Energy Innovation Brief
Issue 41 | June 2024

The Indigenous entrepreneur who is reshaping the energy industry

Indigenous entrepreneur Justin Bourque

Photo of Justin Bourque by Greg Halinda Photography

“I love the industry. I love my Indigenous peoples. I love the fact that I can potentially be a catalyst to a brighter future for everybody.  That’s what motivates me and gets me up in the morning.
– Justin Bourque

Justin Bourque is someone you should know. He is one of those people who takes on so much that you can’t imagine how he has time to sleep.
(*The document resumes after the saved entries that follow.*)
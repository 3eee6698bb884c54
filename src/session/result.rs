use chrono::{DateTime, Utc};
use rust_i18n::t;
use serde::{Deserialize, Serialize};

use crate::quiz::Question;
use crate::session::challenge::{AnswerRecord, Outcome};
use crate::vocab::Word;

#[derive(Clone, Copy, Debug, PartialEq, Eq)]
pub enum Grade {
    Perfect,
    Great,
    NotBad,
    KeepPracticing,
}

impl Grade {
    pub fn label(self) -> String {
        match self {
            Grade::Perfect => t!("result.grade.perfect"),
            Grade::Great => t!("result.grade.great"),
            Grade::NotBad => t!("result.grade.not_bad"),
            Grade::KeepPracticing => t!("result.grade.keep_practicing"),
        }
        .to_string()
    }
}

#[derive(Clone, Debug, Serialize, Deserialize)]
pub struct ChallengeSummary {
    pub total: usize,
    pub correct: usize,
    pub wrong: usize,
    pub timed_out: usize,
    pub accuracy: f64,
    pub elapsed_secs: f64,
    pub timestamp: DateTime<Utc>,
    pub missed: Vec<Word>,
}

impl ChallengeSummary {
    pub fn from_session(questions: &[Question], answers: &[AnswerRecord], elapsed_secs: f64) -> Self {
        let count = |o: Outcome| answers.iter().filter(|a| a.outcome == o).count();
        let correct = count(Outcome::Correct);
        let total = questions.len();
        let accuracy = if total > 0 {
            (correct as f64 / total as f64 * 100.0).clamp(0.0, 100.0)
        } else {
            0.0
        };
        let missed = answers
            .iter()
            .filter(|a| !a.outcome.is_correct())
            .filter_map(|a| questions.get(a.question_idx))
            .map(|q| q.word.clone())
            .collect();

        Self {
            total,
            correct,
            wrong: count(Outcome::Wrong),
            timed_out: count(Outcome::TimeUp),
            accuracy,
            elapsed_secs,
            timestamp: Utc::now(),
            missed,
        }
    }

    /// Every question answered correctly.
    pub fn is_perfect(&self) -> bool {
        self.total > 0 && self.correct == self.total
    }

    pub fn grade(&self) -> Grade {
        match self.accuracy {
            a if a >= 100.0 => Grade::Perfect,
            a if a >= 80.0 => Grade::Great,
            a if a >= 60.0 => Grade::NotBad,
            _ => Grade::KeepPracticing,
        }
    }
}
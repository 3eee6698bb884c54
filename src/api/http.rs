use std::sync::{Arc, Mutex};

use serde::de::DeserializeOwned;
use serde::{Deserialize, Serialize};
use serde_json::{Map, Value};
use thiserror::Error;

#[derive(Clone, Copy, Debug, PartialEq, Eq)]
pub enum Method {
    Get,
    Post,
}

#[derive(Error, Debug)]
pub enum TransportError {
    #[error("network error: {0}")]
    Network(String),

    #[error("invalid response body: {0}")]
    Decode(String),

    #[error("built without network support")]
    Disabled,
}

/// The wire underneath `HttpClient`. Returns the decoded JSON body.
pub trait Transport: Send + Sync {
    fn send(
        &self,
        method: Method,
        url: &str,
        body: Option<&Value>,
        token: Option<&str>,
    ) -> Result<Value, TransportError>;
}

/// Uniform response envelope. Domain-specific top-level fields land in `extra`.
#[derive(Clone, Debug, Default, PartialEq, Serialize, Deserialize)]
pub struct ApiResponse {
    pub code: i64,
    #[serde(default, skip_serializing_if = "Option::is_none")]
    pub data: Option<Value>,
    #[serde(default, skip_serializing_if = "Option::is_none")]
    pub error: Option<String>,
    #[serde(flatten)]
    pub extra: Map<String, Value>,
}

impl ApiResponse {
    pub const SUCCESS: i64 = 200;
    pub const FAILURE: i64 = 500;

    pub fn failure(error: impl Into<String>) -> Self {
        Self {
            code: Self::FAILURE,
            error: Some(error.into()),
            ..Default::default()
        }
    }

    pub fn is_success(&self) -> bool {
        self.code == Self::SUCCESS
    }

    /// Decode `data` into `T`. A missing or mismatched payload is logged and yields `None`.
    pub fn data_as<T: DeserializeOwned>(&self) -> Option<T> {
        let data = self.data.clone()?;
        match serde_json::from_value(data) {
            Ok(value) => Some(value),
            Err(e) => {
                log::warn!("unexpected response payload: {e}");
                None
            }
        }
    }
}

/// Cheap-to-clone handle shared by every remote store.
#[derive(Clone)]
pub struct HttpClient {
    base_url: String,
    transport: Arc<dyn Transport>,
    token: Arc<Mutex<Option<String>>>,
}

impl HttpClient {
    pub fn new(base_url: &str) -> Self {
        Self::with_transport(base_url, default_transport())
    }

    pub fn with_transport(base_url: &str, transport: Arc<dyn Transport>) -> Self {
        Self {
            base_url: base_url.trim_end_matches('/').to_string(),
            transport,
            token: Arc::new(Mutex::new(None)),
        }
    }

    pub fn base_url(&self) -> &str {
        &self.base_url
    }

    pub fn set_token(&self, token: Option<String>) {
        if let Ok(mut slot) = self.token.lock() {
            *slot = token;
        }
    }

    pub fn token(&self) -> Option<String> {
        self.token.lock().ok().and_then(|t| t.clone())
    }

    /// Never fails: transport and decode errors come back as code 500.
    pub fn request(&self, path: &str, method: Method, payload: Option<&Value>) -> ApiResponse {
        let url = format!("{}{}", self.base_url, path);
        log::debug!("{method:?} {url}");
        let token = self.token();
        let body = match self.transport.send(method, &url, payload, token.as_deref()) {
            Ok(body) => body,
            Err(e) => {
                log::warn!("{method:?} {path} failed: {e}");
                return ApiResponse::failure(e.to_string());
            }
        };
        match serde_json::from_value::<ApiResponse>(body) {
            Ok(response) => {
                if !response.is_success() {
                    log::info!("{path} answered code {}", response.code);
                }
                response
            }
            Err(e) => {
                log::warn!("{path} returned a malformed envelope: {e}");
                ApiResponse::failure(format!("malformed response: {e}"))
            }
        }
    }

    pub fn post(&self, path: &str, payload: &Value) -> ApiResponse {
        self.request(path, Method::Post, Some(payload))
    }

    pub fn get(&self, path: &str) -> ApiResponse {
        self.request(path, Method::Get, None)
    }
}

#[cfg(feature = "network")]
pub struct ReqwestTransport {
    client: reqwest::blocking::Client,
}

#[cfg(feature = "network")]
impl ReqwestTransport {
    pub fn new() -> Result<Self, TransportError> {
        let client = reqwest::blocking::Client::builder()
            .timeout(std::time::Duration::from_secs(10))
            .build()
            .map_err(|e| TransportError::Network(e.to_string()))?;
        Ok(Self { client })
    }
}

#[cfg(feature = "network")]
impl Transport for ReqwestTransport {
    fn send(
        &self,
        method: Method,
        url: &str,
        body: Option<&Value>,
        token: Option<&str>,
    ) -> Result<Value, TransportError> {
        let mut builder = match method {
            Method::Get => self.client.get(url),
            Method::Post => self.client.post(url).json(body.unwrap_or(&Value::Null)),
        };
        if let Some(token) = token {
            builder = builder.bearer_auth(token);
        }
        let response = builder
            .send()
            .map_err(|e| TransportError::Network(e.to_string()))?;
        response
            .json::<Value>()
            .map_err(|e| TransportError::Decode(e.to_string()))
    }
}

pub struct DisabledTransport;

impl Transport for DisabledTransport {
    fn send(
        &self,
        _method: Method,
        _url: &str,
        _body: Option<&Value>,
        _token: Option<&str>,
    ) -> Result<Value, TransportError> {
        Err(TransportError::Disabled)
    }
}

#[cfg(feature = "network")]
pub fn default_transport() -> Arc<dyn Transport> {
    match ReqwestTransport::new() {
        Ok(transport) => Arc::new(transport),
        Err(e) => {
            log::error!("falling back to offline transport: {e}");
            Arc::new(DisabledTransport)
        }
    }
}

#[cfg(not(feature = "network"))]
pub fn default_transport() -> Arc<dyn Transport> {
    Arc::new(DisabledTransport)
}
And who dreams so big that you can’t help getting swept up into his vision.

Justin creates partnerships between Indigenous groups and energy industry companies that foster economic reconciliation and ensure Indigenous land rights and stewardship are respected. And he has been enormously successful, helping create some of the largest equity ownership transactions between Indigenous groups and the energy industry to date.
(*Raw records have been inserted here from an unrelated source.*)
pub mod challenge;
pub mod dictation;
pub mod flashcard;
pub mod result;

use crate::vocab::Word;

/// Receives every wrong or timed-out answer.
pub trait MistakeRecorder {
    fn record_mistake(&mut self, word: &Word);
}

/// Collects missed words in memory.
impl MistakeRecorder for Vec<Word> {
    fn record_mistake(&mut self, word: &Word) {
        self.push(word.clone());
    }
}
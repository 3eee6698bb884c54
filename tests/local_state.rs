use chrono::NaiveDate;
use rand::SeedableRng;
use rand::rngs::SmallRng;
use tempfile::TempDir;

use vocabdr::quiz::generate_questions;
use vocabdr::session::challenge::{ChallengeSession, Outcome, Phase};
use vocabdr::store::LocalStorage;
use vocabdr::store::check_in::CheckIns;
use vocabdr::store::custom_vocab::CustomVocabularies;
use vocabdr::store::mistakes::{BOOK_SOURCE, LocalMistakes, MistakeLog, review_words};
use vocabdr::store::word_status::WordStatuses;
use vocabdr::vocab::WordStatus;
use vocabdr::vocab::book::BookCatalog;

fn make_storage() -> (TempDir, LocalStorage) {
    let dir = TempDir::new().unwrap();
    let storage = LocalStorage::with_base_dir(dir.path().to_path_buf()).unwrap();
    (dir, storage)
}

fn date(s: &str) -> NaiveDate {
    NaiveDate::parse_from_str(s, "%Y-%m-%d").unwrap()
}

#[test]
fn every_bundled_book_yields_a_full_challenge() {
    let catalog = BookCatalog::load();
    assert!(!catalog.books().is_empty());
    let mut rng = SmallRng::seed_from_u64(7);
    for book in catalog.books() {
        let questions = generate_questions(&book.words, &mut rng);
        assert_eq!(questions.len(), book.words.len(), "book {}", book.id);
        for q in &questions {
            assert!(q.correct_index().is_some(), "book {}: {}", book.id, q.question);
        }
    }
}

#[test]
fn wrong_answers_land_in_the_mistake_log() {
    let (_dir, storage) = make_storage();
    let log = MistakeLog::new(storage.clone());
    let mut recorder = LocalMistakes {
        log: &log,
        source: BOOK_SOURCE,
    };
    let catalog = BookCatalog::load();
    let book = &catalog.books()[0];
    let mut rng = SmallRng::seed_from_u64(42);
    let questions = generate_questions(&book.words, &mut rng);
    let mut session = ChallengeSession::new(questions, 15);

    let mut wrong = 0;
    while session.phase() != Phase::Completed {
        let question = session.current().unwrap();
        let pick = (0..question.options.len()).find(|&i| !question.is_correct(i));
        match pick {
            Some(i) => {
                assert_eq!(session.select(i, &mut recorder), Some(Outcome::Wrong));
                wrong += 1;
            }
            None => {
                let i = question.correct_index().unwrap();
                session.select(i, &mut recorder);
            }
        }
        session.next();
    }

    let summary = session.summary();
    assert_eq!(summary.wrong, wrong);
    assert_eq!(summary.total, book.words.len());
    assert_eq!(log.records().len(), wrong);
    assert!(log.records().iter().all(|r| r.source == BOOK_SOURCE));

    // a fresh handle over the same directory sees the same log
    let reopened = MistakeLog::new(storage);
    assert_eq!(review_words(&reopened.records()).len(), wrong);
}

#[test]
fn export_then_import_restores_state() {
    let (_src_dir, source) = make_storage();
    CheckIns::new(source.clone())
        .check_in(date("2026-03-02"))
        .unwrap();
    WordStatuses::new(source.clone())
        .set(1001, WordStatus::Known)
        .unwrap();
    CustomVocabularies::new(source.clone())
        .create("Kitchen", "🍳", "pan,平底锅\nknife,刀")
        .unwrap();
    let export = source.export_all();

    let (_dst_dir, target) = make_storage();
    let target_checkins = CheckIns::new(target.clone());
    target_checkins.check_in(date("2026-01-01")).unwrap();
    let target_mistakes = MistakeLog::new(target.clone());
    target_mistakes
        .record(
            BOOK_SOURCE,
            &vocabdr::vocab::Word::new(5_i64, "stale", "旧"),
            date("2026-01-01"),
        )
        .unwrap();

    target.import_all(&export).unwrap();

    let records = target_checkins.records();
    assert_eq!(records.len(), 1);
    assert_eq!(records[0].date, date("2026-03-02"));
    assert_eq!(
        WordStatuses::new(target.clone()).status(1001),
        WordStatus::Known
    );
    let vocabs = CustomVocabularies::new(target.clone()).all();
    assert_eq!(vocabs.len(), 1);
    assert_eq!(vocabs[0].words.len(), 2);
    // keys missing from the backup are gone after import
    assert!(target_mistakes.records().is_empty());
    assert!(!target.check_interrupted_import());
}

#[test]
fn import_with_unknown_version_leaves_data_untouched() {
    let (_dir, storage) = make_storage();
    let checkins = CheckIns::new(storage.clone());
    checkins.check_in(date("2026-02-10")).unwrap();

    let mut export = storage.export_all();
    export.vocabdr_export_version = 99;
    export.entries.clear();

    assert!(storage.import_all(&export).is_err());
    assert_eq!(checkins.total_days(), 1);
}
For example, in 2021, Justin helped form the Astisiy Community Partnership, through which Suncor Energy, three First Nations, and five Métis communities acquired ownership interest in the Northern Courier Pipeline from TC Energy. He also played a key role in the creation of Athabasca Indigenous Investments, a limited partnership that saw 23 Indigenous communities in Northern Alberta acquire from Enbridge a working interest in seven major pipelines in the Athabasca oil sands. Most recently, Justin led the creation of Wâpiscânís Wâseskwan Nipiy Partnership, a consortium of 12 First Nations and Métis communities that acquired 85 per cent ownership in major oil and gas midstream infrastructure in northwestern Alberta from Tamarack Valley Energy. Justin’s role has included identifying industry partnership opportunities, connecting different Indigenous groups, coordinating financing and loan guarantees with organizations like the Alberta Indigenous Opportunities Corporation, coordinating the creation of the agreements, and helping manage the financial assets in the long term.

Living and walking in both worlds

Justin says he is able to bring these diverse groups together because he has been “living and walking in both worlds [his] whole life.” He grew up and continues to live traditionally as the third generation on his family’s trapline, exercising his harvesting rights on the land. Justin is guided by his Indigenous values, living almost entirely off the grid and passing down traditional knowledge to his community through a land-based learning program for youth. He also set up his consultancy firm, Âsokan Generational Developments, with both traditional business values and the Seven Sacred Teachings as core values. At the same time, he has deep energy sector experience, having started at age 16 as a welding apprentice and working up into leadership, project maintenance and turnaround management roles. This twinning of traditional and industry knowledge has allowed Justin to bridge the gap between Indigenous groups and industry leaders, create partnerships that bring value to everyone and bring an Indigenous perspective to the business world where it is often lacking.

For Indigenous communities these deals generate revenue, increasing their economic sovereignty and self-determination. At the same time, the communities gain greater control and influence in the management of the energy projects, shaping stewardship and land use on their territories. For energy industry companies, these agreements help them to secure true partners and to actualize their reconciliation and environmental action plans. As Justin noted:

 “Indigenous communities don’t just have a future, I think they are the future of energy development.”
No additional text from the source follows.